Takeda improves patient access to care by 15%, according to Takeda’s latest Access to Medicines Progress Report
Manila, Philippines – Biopharmaceutical leader Takeda recently released its Access to Medicines Progress Report 2022, highlighting the company’s progress in broadening access to life-changing medicines and vaccines, with a special focus on low to middle-income countries (LMICs).
Over the past two years, the COVID-19 pandemic has shown the disproportionate effects of diseases, especially for LMICS, with patients experiencing even more challenges in getting access to the medicines they need. Not to mention its impact on healthcare infrastructures, limiting the ability to invest in broadening access to innovative medicines.
Takeda’s latest Access to Medicines Report details the company’s Access to Medicines approach, which is: Patient first, providing access based on the patient’s individual circumstances and unique needs; Holistic, utilizing an end-to-end approach from education to screening, diagnosis, treatment and aftercare; and Collaborative, placing importance in building and supporting healthcare systems through partnerships. The report also provides updates on the progress of their current Access to Medicines Programs globally, including programs in the Philippines.
Improving Access to Lymphoma Treatments in the Philippines
In the Philippines, the cost of medical treatment for serious illnesses can be financially prohibitive for patients and their families. To help address this gap, Takeda utilized several approaches – tiered pricing, which allows for price adjustments relative to a country’s income levels and other factors, and Patient Access Programs (“PAP”), which help patients with limited means to obtain Takeda’s innovative treatments.
This approach was utilized to help reimagine lymphoma care in the Philippines, where many patients are unable to get the medicine, they need due to a lack of early and proper diagnosis.
Patients in the Philippines living with Hodgkin lymphoma, one of the most prevalent 14 cancers in the country, make an average of between five and 10 visits to different healthcare professionals before being diagnosed, delaying critical treatment. For CD30 lymphoma testing, which is required to detect rarer forms of the condition, there have historically been no routine testing procedures available. In addition, outpatient diagnostic procedures are usually paid for out of pocket, posing an additional financial barrier.
Utilizing its holistic approach, Takeda Healthcare Philippines, Inc. (“Takeda Philippines”) has been working closely with NGOs such as the Philippine Cancer Society and Pharmaceutical Healthcare Association of the Philippines to provide support and financial assistance for patients in need of CD30 testing. The company has also provided financial support to patients through the PAP, enabling patients to access complete courses of prescribed medication.
Since 2017, over 300 Filipino patients have been able to access and complete their course of treatment for Hodgkin lymphoma through Takeda’s PAP, which have worked with 113 hospitals, 197 physicians, and enrolled 346 patients.

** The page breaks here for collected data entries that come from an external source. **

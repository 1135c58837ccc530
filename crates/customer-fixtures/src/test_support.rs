//! Shared doubles for unit tests.

use chrono::{DateTime, Local, TimeZone, Utc};
use mockable::Clock;
use rstest::fixture;

/// Clock frozen at a single instant.
pub(crate) struct FixedClock(pub(crate) DateTime<Utc>);

impl Clock for FixedClock {
    fn local(&self) -> DateTime<Local> {
        self.0.with_timezone(&Local)
    }

    fn utc(&self) -> DateTime<Utc> {
        self.0
    }
}

/// Clock frozen at 2025-11-06 06:57:00 UTC.
#[fixture]
pub(crate) fn clock() -> FixedClock {
    FixedClock(
        Utc.with_ymd_and_hms(2025, 11, 6, 6, 57, 0)
            .single()
            .expect("valid instant"),
    )
}
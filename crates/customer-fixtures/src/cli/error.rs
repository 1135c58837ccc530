//! Error types for the command-line front end.

use std::io;
use std::path::PathBuf;

use camino::Utf8PathBuf;
use thiserror::Error;

use crate::config::SettingsError;
use crate::error::GenerationError;

/// Errors surfaced by the CLI flow.
#[derive(Debug, Error)]
pub enum CliError {
    /// Settings could not be loaded from files or the environment.
    #[error(transparent)]
    Settings(#[from] SettingsError),
    /// The output directory is not valid UTF-8.
    #[error("output directory '{}' is not valid UTF-8", path.display())]
    NonUtf8Path {
        /// The rejected directory.
        path: PathBuf,
    },
    /// A zero progress interval was configured.
    #[error("progress interval must be greater than zero")]
    InvalidProgressInterval,
    /// The output directory could not be opened.
    #[error("failed to open output directory '{path}': {source}")]
    OutputDirectory {
        /// Directory that was requested.
        path: Utf8PathBuf,
        /// Underlying I/O error.
        #[source]
        source: io::Error,
    },
    /// Reading the prompt or writing console output failed.
    #[error("console I/O failed: {source}")]
    Console {
        /// Underlying I/O error.
        #[from]
        source: io::Error,
    },
    /// Writing the document failed.
    #[error("generation failed: {source}")]
    Generation {
        /// Underlying generation error.
        #[from]
        #[source]
        source: GenerationError,
    },
}
//! Generated customer record types.
//!
//! A record lives only long enough to be serialized. The types here carry the
//! per-record values; constant organization and contract metadata belongs to
//! the document templates.

use std::fmt;

use chrono::{NaiveDate, NaiveDateTime};

/// Masking token used in place of the serial part of a reduced social id.
pub const SOCIAL_ID_MASK: &str = "XXXX";

/// Format used for every per-record timestamp field.
pub const TIMESTAMP_FORMAT: &str = "%Y-%m-%d %H:%M:%S%.3f";

/// Identity values assigned from the record index.
#[derive(Debug, Clone, Copy, PartialEq, Eq, Hash)]
pub struct Identity {
    /// Customer number.
    pub customer_id: u64,
    /// Site number, also used as the contract number.
    pub site_id: u64,
    /// Metering object number.
    pub object_id: i64,
}

impl Identity {
    /// Contract number; always equal to the site number.
    #[must_use]
    pub const fn contract_id(&self) -> u64 {
        self.site_id
    }
}

/// Postal code rendered as two digit groups, e.g. `411 38`.
#[derive(Debug, Clone, Copy, PartialEq, Eq)]
pub struct ZipCode {
    /// Leading three-digit group.
    pub area: u16,
    /// Trailing two-digit group.
    pub district: u8,
}

impl fmt::Display for ZipCode {
    fn fmt(&self, f: &mut fmt::Formatter<'_>) -> fmt::Result {
        write!(f, "{} {}", self.area, self.district)
    }
}

/// Street address and city.
#[derive(Debug, Clone, PartialEq, Eq)]
pub struct Address {
    /// Street name from the street pool.
    pub street_name: &'static str,
    /// House number in `1..=200`.
    pub street_number: u8,
    /// Entrance letter, possibly empty.
    pub suffix: &'static str,
    /// Postal code.
    pub zip_code: ZipCode,
    /// City from the city pool.
    pub city: &'static str,
}

impl Address {
    /// Street line as printed on the customer, e.g. `Kungsgatan 12B`.
    #[must_use]
    pub fn street_line(&self) -> String {
        format!("{} {}{}", self.street_name, self.street_number, self.suffix)
    }
}

/// Synthetic personal identity number derived from a birth date.
#[derive(Debug, Clone, Copy, PartialEq, Eq)]
pub struct SocialId {
    /// Birth date encoded in the date prefix.
    pub birth_date: NaiveDate,
    /// Four-digit serial in `1000..=9999`.
    pub serial: u16,
}

impl SocialId {
    /// Six-digit `YYMMDD` date prefix.
    #[must_use]
    pub fn date_prefix(&self) -> String {
        self.birth_date.format("%y%m%d").to_string()
    }

    /// Full form, `YYMMDD-NNNN`.
    #[must_use]
    pub fn full(&self) -> String {
        format!("{}-{}", self.date_prefix(), self.serial)
    }

    /// Reduced form with the serial masked, `YYMMDD-XXXX`.
    #[must_use]
    pub fn reduced(&self) -> String {
        format!("{}-{SOCIAL_ID_MASK}", self.date_prefix())
    }
}

/// Swedish-style phone number: a zero, a two-digit area code and an
/// eight-digit subscriber number.
#[derive(Debug, Clone, Copy, PartialEq, Eq)]
pub struct PhoneNumber {
    /// Area code in `10..=99`.
    pub area_code: u8,
    /// Subscriber number in `10_000_000..=99_999_999`.
    pub subscriber: u32,
}

impl fmt::Display for PhoneNumber {
    fn fmt(&self, f: &mut fmt::Formatter<'_>) -> fmt::Result {
        write!(f, "0{}{}", self.area_code, self.subscriber)
    }
}

/// The three contact numbers of a customer.
#[derive(Debug, Clone, Copy, PartialEq, Eq)]
pub struct PhoneNumbers {
    /// Daytime number.
    pub day: PhoneNumber,
    /// Home number.
    pub home: PhoneNumber,
    /// Mobile number.
    pub cell: PhoneNumber,
}

impl PhoneNumbers {
    /// Comma-separated list in day, home, cell order.
    #[must_use]
    pub fn joined(&self) -> String {
        format!("{}, {}, {}", self.day, self.home, self.cell)
    }
}

/// Consumption tier and the meter reading derived from it.
#[derive(Debug, Clone, Copy, PartialEq, Eq)]
pub struct Billing {
    /// Annual consumption in kWh.
    pub consumption: u32,
    /// Latest meter reading, a whole multiple of `consumption`.
    pub latest_reading: u32,
}

/// One synthetic customer with its site and contract values.
#[derive(Debug, Clone, PartialEq, Eq)]
pub struct CustomerRecord {
    /// Zero-based position in the document.
    pub index: u32,
    /// Index-derived identity values.
    pub identity: Identity,
    /// Given name.
    pub first_name: &'static str,
    /// Family name.
    pub last_name: &'static str,
    /// Postal address.
    pub address: Address,
    /// Personal identity number.
    pub social_id: SocialId,
    /// Contact numbers.
    pub phones: PhoneNumbers,
    /// Contact e-mail, unique per index.
    pub email: String,
    /// Consumption and meter reading.
    pub billing: Billing,
    /// Creation instant shared by every timestamp field of the record.
    pub created_at: NaiveDateTime,
}

impl CustomerRecord {
    /// Creation timestamp with millisecond precision.
    #[must_use]
    pub fn created_at_text(&self) -> String {
        self.created_at.format(TIMESTAMP_FORMAT).to_string()
    }
}
//! Fixed value pools for record generation.
//!
//! Every pool is a non-empty, ordered list of literals. Emptiness is checked
//! when the pool constant is evaluated, so a bad pool fails the build rather
//! than a generation run.

use rand::Rng;

/// A non-empty pool of candidate values for uniform random selection.
///
/// # Example
///
/// ```
/// use customer_fixtures::pools::CITIES;
/// use rand::SeedableRng;
/// use rand_chacha::ChaCha8Rng;
///
/// let mut rng = ChaCha8Rng::seed_from_u64(7);
/// let city = CITIES.pick(&mut rng);
///
/// assert!(CITIES.contains(city));
/// ```
#[derive(Debug, Clone, Copy)]
pub struct Pool<T: 'static> {
    first: &'static T,
    rest: &'static [T],
}

impl<T: 'static> Pool<T> {
    /// Builds a pool from a static slice.
    ///
    /// # Panics
    ///
    /// Panics when `values` is empty. Pools are declared as statics, so the
    /// panic surfaces as a compile-time evaluation error.
    #[must_use]
    pub const fn new(values: &'static [T]) -> Self {
        match values.split_first() {
            Some((first, rest)) => Self { first, rest },
            None => panic!("value pools must not be empty"),
        }
    }

    /// Draws one value uniformly at random.
    pub fn pick<R>(&self, rng: &mut R) -> &'static T
    where
        R: Rng + ?Sized,
    {
        let slot = rng.random_range(0..=self.rest.len());
        slot.checked_sub(1)
            .and_then(|offset| self.rest.get(offset))
            .unwrap_or(self.first)
    }

    /// Iterates over the pool in declaration order.
    pub fn iter(&self) -> impl Iterator<Item = &'static T> {
        std::iter::once(self.first).chain(self.rest.iter())
    }
}

impl<T: PartialEq + 'static> Pool<T> {
    /// Returns `true` when `value` is a member of the pool.
    #[must_use]
    pub fn contains(&self, value: &T) -> bool {
        self.iter().any(|candidate| candidate == value)
    }
}

/// Given names.
pub static FIRST_NAMES: Pool<&str> = Pool::new(&[
    "Erik", "Anna", "Lars", "Maria", "Johan", "Karin", "Anders", "Sofia", "Magnus", "Emma",
    "Oskar", "Lisa", "Gustav", "Sara", "Fredrik", "Helena",
]);

/// Family names.
pub static LAST_NAMES: Pool<&str> = Pool::new(&[
    "Andersson",
    "Johansson",
    "Karlsson",
    "Nilsson",
    "Eriksson",
    "Larsson",
    "Olsson",
    "Persson",
    "Svensson",
    "Gustafsson",
    "Pettersson",
    "Jonsson",
]);

/// Street names.
pub static STREETS: Pool<&str> = Pool::new(&[
    "Strandvägen",
    "Drottninggatan",
    "Kungsgatan",
    "Vasagatan",
    "Sveavägen",
    "Malmvägen",
    "Ringvägen",
    "Birger Jarlsgatan",
    "Storgatan",
    "Parkgatan",
]);

/// Entrance letters appended to the street number. The empty entry means no
/// letter.
pub static STREET_SUFFIXES: Pool<&str> = Pool::new(&["A", "B", "C", ""]);

/// City names, upper case as printed on Swedish postal addresses.
pub static CITIES: Pool<&str> = Pool::new(&[
    "STOCKHOLM",
    "GÖTEBORG",
    "MALMÖ",
    "UPPSALA",
    "VÄSTERÅS",
    "ÖREBRO",
    "LINKÖPING",
    "HELSINGBORG",
    "JÖNKÖPING",
    "NORRKÖPING",
    "VÄXJÖ",
    "LUND",
]);

/// Annual consumption tiers in kWh.
pub static CONSUMPTION_TIERS: Pool<u32> =
    Pool::new(&[2000, 3000, 5000, 7000, 10_000, 15_000, 20_000]);
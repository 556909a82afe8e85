//! Handlers for the DCP real-price index.
//!
//! | Method | Path | Notes |
//! |--------|------|-------|
//! | `GET`  | `/dcp/indices` | `product_ids[]`, `date_from`, `date_to` |
//! | `GET`  | `/variations` | Ranked over active products; `order=asc\|desc` |
//! | `GET`  | `/variations/export` | Same ranking as `.xlsx` |

use axum::{Json, extract::State, response::Response};
use cifras_analytics::dcp::{self, DcpResult, SortOrder, VariationsResult};
use cifras_core::store::SeriesStore;
use cifras_xlsx::{Cell, Sheet};

use crate::{ApiState, error::ApiError, params::Params, xlsx_attachment};

/// `GET /dcp/indices?product_ids[]=..&date_from=..&date_to=..`
pub async fn indices<S>(
  State(state): State<ApiState<S>>,
  params: Params,
) -> Result<Json<DcpResult>, ApiError>
where
  S: SeriesStore + 'static,
{
  let pids = params.pids()?;
  let window = params.window()?;
  Ok(Json(dcp::indices(state.reader(), &state.analytics, &pids, window).await?))
}

async fn ranked<S: SeriesStore>(
  state: &ApiState<S>,
  params: &Params,
) -> Result<VariationsResult, ApiError> {
  let window = params.window()?;
  let order: SortOrder = params.parse("order")?.unwrap_or_default();
  Ok(dcp::variations(state.reader(), &state.analytics, window, order).await?)
}

/// `GET /variations[?date_from=..][&date_to=..][&order=asc|desc]`
pub async fn variations<S>(
  State(state): State<ApiState<S>>,
  params: Params,
) -> Result<Json<VariationsResult>, ApiError>
where
  S: SeriesStore + 'static,
{
  Ok(Json(ranked(&state, &params).await?))
}

/// `GET /variations/export`: one ranking sheet plus the omitted products.
pub async fn variations_export<S>(
  State(state): State<ApiState<S>>,
  params: Params,
) -> Result<Response, ApiError>
where
  S: SeriesStore + 'static,
{
  let result = ranked(&state, &params).await?;
  let bytes = cifras_xlsx::write_workbook(&variation_sheets(&result))?;
  Ok(xlsx_attachment("variaciones_dcp.xlsx", bytes))
}

fn variation_sheets(result: &VariationsResult) -> Vec<Sheet> {
  let header = |cols: &[&str]| -> Vec<String> { cols.iter().map(|c| (*c).to_owned()).collect() };

  let mut ranking = Sheet::new(
    "Variaciones",
    header(&["Producto", "ID", "Desde", "Hasta", "Índice inicial", "Índice final", "Variación %"]),
  );
  for v in &result.items {
    ranking.push_row(vec![
      v.name.as_str().into(),
      v.pid.0.into(),
      v.first_date.into(),
      v.last_date.into(),
      v.first_index.into(),
      v.last_index.into(),
      v.variation_percent.into(),
    ]);
  }

  let mut sheets = vec![ranking];
  if !result.omitted.is_empty() {
    let mut omitted = Sheet::new("Omitidos", header(&["ID", "Producto", "Motivo", "Último dato"]));
    for o in &result.omitted {
      omitted.push_row(vec![
        o.pid.0.into(),
        o.name.clone().map_or(Cell::Empty, Cell::Text),
        o.message.into(),
        o.last_data_date.map_or(Cell::Empty, Cell::Date),
      ]);
    }
    sheets.push(omitted);
  }
  sheets
}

Takeda Philippines has been working to help to fill in gaps in the local health ecosystem during the pandemic. At the onset of community quarantine in the Philippines, they worked with partners and physicians to enable continuity in the administration of lymphoma medicine, ensuring that doses were delivered to patients at the time of their treatments.
The company also accelerated the use of digital platforms to serve as an educational resource for patients, healthcare professionals, and the community at large, to raise awareness on the condition and available treatments during the pandemic. Critical practitioner training and end-to-end upskilling across capability areas such as pathology diagnosis of CD30 lymphomas were also conducted to over 1,700 pathologists in partnership with the Philippine Society of Pathologists
“In the Philippines, we’ve channeled our efforts to providing holistic solutions to transform lymphoma care in partnership with the country’s healthcare system. We hope to bring the same patient-first, holistic and collaborative approach to broaden access to medicines for other rare diseases as well, so that we can help the country realize its goal of providing universal healthcare to Filipinos,” said Country Manager of Takeda Philippines, Mrs. Loreann Villanueva.
Globally, Takeda’s PAP have been implemented in 18 countries and categories, benefitting over 5,700 patients and resulting in improved patient access by 15% across countries where PAP have been made available.
Launching a Global Network for Health Equity
Aside from addressing gaps in affordability, Takeda has also launched its Takeda Center for Health Equity and Patient Affairs, where the company is collaborating with a diverse global network of health equity partners, including patients, communities, and organizations both public and private, to empower communities to identify and address health inequities sustainably, leading to improved care at every stage of the patient journey.
Today, Takeda’s Global Health Equity Network spans 37 countries, comprising over 150 community-based health equity leaders and 20 international and local NGO partners. Through the network, more than 1,600 local clinicians, nurses, investigators, researchers and health care workers in 37 countries have been trained in disease awareness, diagnostic and treatment approaches, epidemiology, data management, basic and health equity research and clinical trials; over 1,000 research projects and clinical trials were conducted focused on addressing local health inequities and diseases impacting communities; while advances in local health care capacity used to improve screening, diagnosis and treatment have benefitted over 20,000 patients.